### Work task
Please repeat the line that has "pub fn task_timeout(&self)" and all lines after it, exactly as they appear, through the end of the entries.

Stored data
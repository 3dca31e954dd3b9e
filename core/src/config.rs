//! Batch configuration, loaded from TOML.
//!
//! Every field has a default, so an empty file (or no file at all) yields a
//! usable configuration.

use std::path::Path;
use std::path::PathBuf;
use std::time::Duration;

use serde::Deserialize;
use serde::Serialize;
use thiserror::Error;
use url::Url;

use crate::backoff::Backoff;

pub const DEFAULT_API_BASE: &str = "https://www.googleapis.com/drive/v3";

/// Largest page the permissions listing accepts.
const MAX_PAGE_SIZE: u32 = 100;

pub const MAX_CONCURRENCY: usize = 1_000;

/// One day.
pub const MAX_TASK_TIMEOUT_SECS: u64 = 86_400;

#[derive(Debug, Error)]
pub enum ConfigError {
    #[error("failed to read {}: {source}", path.display())]
    Io {
        path: PathBuf,
        #[source]
        source: std::io::Error,
    },

    #[error("failed to parse configuration: {0}")]
    Parse(#[from] toml::de::Error),

    #[error("invalid configuration value: {0}")]
    Invalid(String),
}

#[derive(Debug, Clone, PartialEq, Eq, Serialize, Deserialize)]
#[serde(default, deny_unknown_fields)]
pub struct SyncConfig {
    /// Base URL of the collection API.
    pub api_base: String,

    /// Maximum number of documents processed at once.
    pub concurrency: usize,

    /// Deadline for one document's work, measured from when it starts.
    pub task_timeout_secs: u64,

    /// Permissions requested per listing page.
    pub page_size: u32,

    /// Send notification email to grantees.
    pub notify: bool,

    pub supports_team_drives: bool,

    pub backoff: BackoffConfig,
}

impl Default for SyncConfig {
    fn default() -> Self {
        Self {
            api_base: DEFAULT_API_BASE.to_string(),
            concurrency: 10,
            task_timeout_secs: 60,
            page_size: 10,
            notify: false,
            supports_team_drives: true,
            backoff: BackoffConfig::default(),
        }
    }
}

#[derive(Debug, Clone, Copy, PartialEq, Eq, Serialize, Deserialize)]
#[serde(default, deny_unknown_fields)]
pub struct BackoffConfig {
    pub base_ms: u64,
    pub max_ms: u64,
}

impl Default for BackoffConfig {
    fn default() -> Self {
        Self {
            base_ms: 1_000,
            max_ms: 10_000,
        }
    }
}

impl BackoffConfig {
    pub fn policy(&self) -> Backoff {
        Backoff::new(
            Duration::from_millis(self.base_ms),
            Duration::from_millis(self.max_ms),
        )
    }
}

impl SyncConfig {
    pub fn load(path: &Path) -> Result<Self, ConfigError> {
        let contents = std::fs::read_to_string(path).map_err(|source| ConfigError::Io {
            path: path.to_path_buf(),
            source,
        })?;
        Self::from_toml_str(&contents)
    }

    pub fn from_toml_str(contents: &str) -> Result<Self, ConfigError> {
        let config: Self = toml::from_str(contents)?;
        config.validate()?;
        Ok(config)
    }

    pub fn validate(&self) -> Result<(), ConfigError> {
        self.api_url()?;
        if !(1..=MAX_CONCURRENCY).contains(&self.concurrency) {
            return Err(ConfigError::Invalid(format!(
                "concurrency must be between 1 and {MAX_CONCURRENCY}, got {}",
                self.concurrency
            )));
        }
        if !(1..=MAX_TASK_TIMEOUT_SECS).contains(&self.task_timeout_secs) {
            return Err(ConfigError::Invalid(format!(
                "task_timeout_secs must be between 1 and {MAX_TASK_TIMEOUT_SECS}, got {}",
                self.task_timeout_secs
            )));
        }
        if !(1..=MAX_PAGE_SIZE).contains(&self.page_size) {
            return Err(ConfigError::Invalid(format!(
                "page_size must be between 1 and {MAX_PAGE_SIZE}, got {}",
                self.page_size
            )));
        }
        if self.backoff.base_ms > self.backoff.max_ms {
            return Err(ConfigError::Invalid(format!(
                "backoff.base_ms ({}) exceeds backoff.max_ms ({})",
                self.backoff.base_ms, self.backoff.max_ms
            )));
        }
        Ok(())
    }

    pub fn api_url(&self) -> Result<Url, ConfigError> {
        let url = Url::parse(&self.api_base)
            .map_err(|err| ConfigError::Invalid(format!("api_base {:?}: {err}", self.api_base)))?;
        if url.cannot_be_a_base() {
            return Err(ConfigError::Invalid(format!(
                "api_base {:?} cannot carry a path",
                self.api_base
            )));
        }
        Ok(url)
    }

    pub fn task_timeout(&self) -> Duration {
        Duration::from_secs(self.task_timeout_secs)
    }
}
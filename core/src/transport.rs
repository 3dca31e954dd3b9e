//! The seam between the sync engine and whatever actually sends requests.

use async_trait::async_trait;
use reqwest::Request;
use reqwest::Response;

use crate::error::TransportError;

/// Sends one prepared request and returns whatever response came back,
/// successful or not. Implementations attach credentials; they do not
/// retry.
#[async_trait]
pub trait Transport: Send + Sync {
    async fn execute(&self, request: Request) -> Result<Response, TransportError>;
}

/// Plain client with no credentials attached.
#[async_trait]
impl Transport for reqwest::Client {
    async fn execute(&self, request: Request) -> Result<Response, TransportError> {
        Ok(reqwest::Client::execute(self, request).await?)
    }
}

### Exercise output
    pub fn task_timeout(&self) -> Duration {
        Duration::from_secs(self.task_timeout_secs)
    }
}
filename core/src/transport.rs
repository 3dca31e954dd3b9e
//! The seam between the sync engine and whatever actually sends requests.

use async_trait::async_trait;
use reqwest::Request;
use reqwest::Response;

use crate::error::TransportError;

/// Sends one prepared request and returns whatever response came back,
/// successful or not. Implementations attach credentials; they do not
/// retry.
#[async_trait]
pub trait Transport: Send + Sync {
    async fn execute(&self, request: Request) -> Result<Response, TransportError>;
}

/// Plain client with no credentials attached.
#[async_trait]
impl Transport for reqwest::Client {
    async fn execute(&self, request: Request) -> Result<Response, TransportError> {
        Ok(reqwest::Client::execute(self, request).await?)
    }
}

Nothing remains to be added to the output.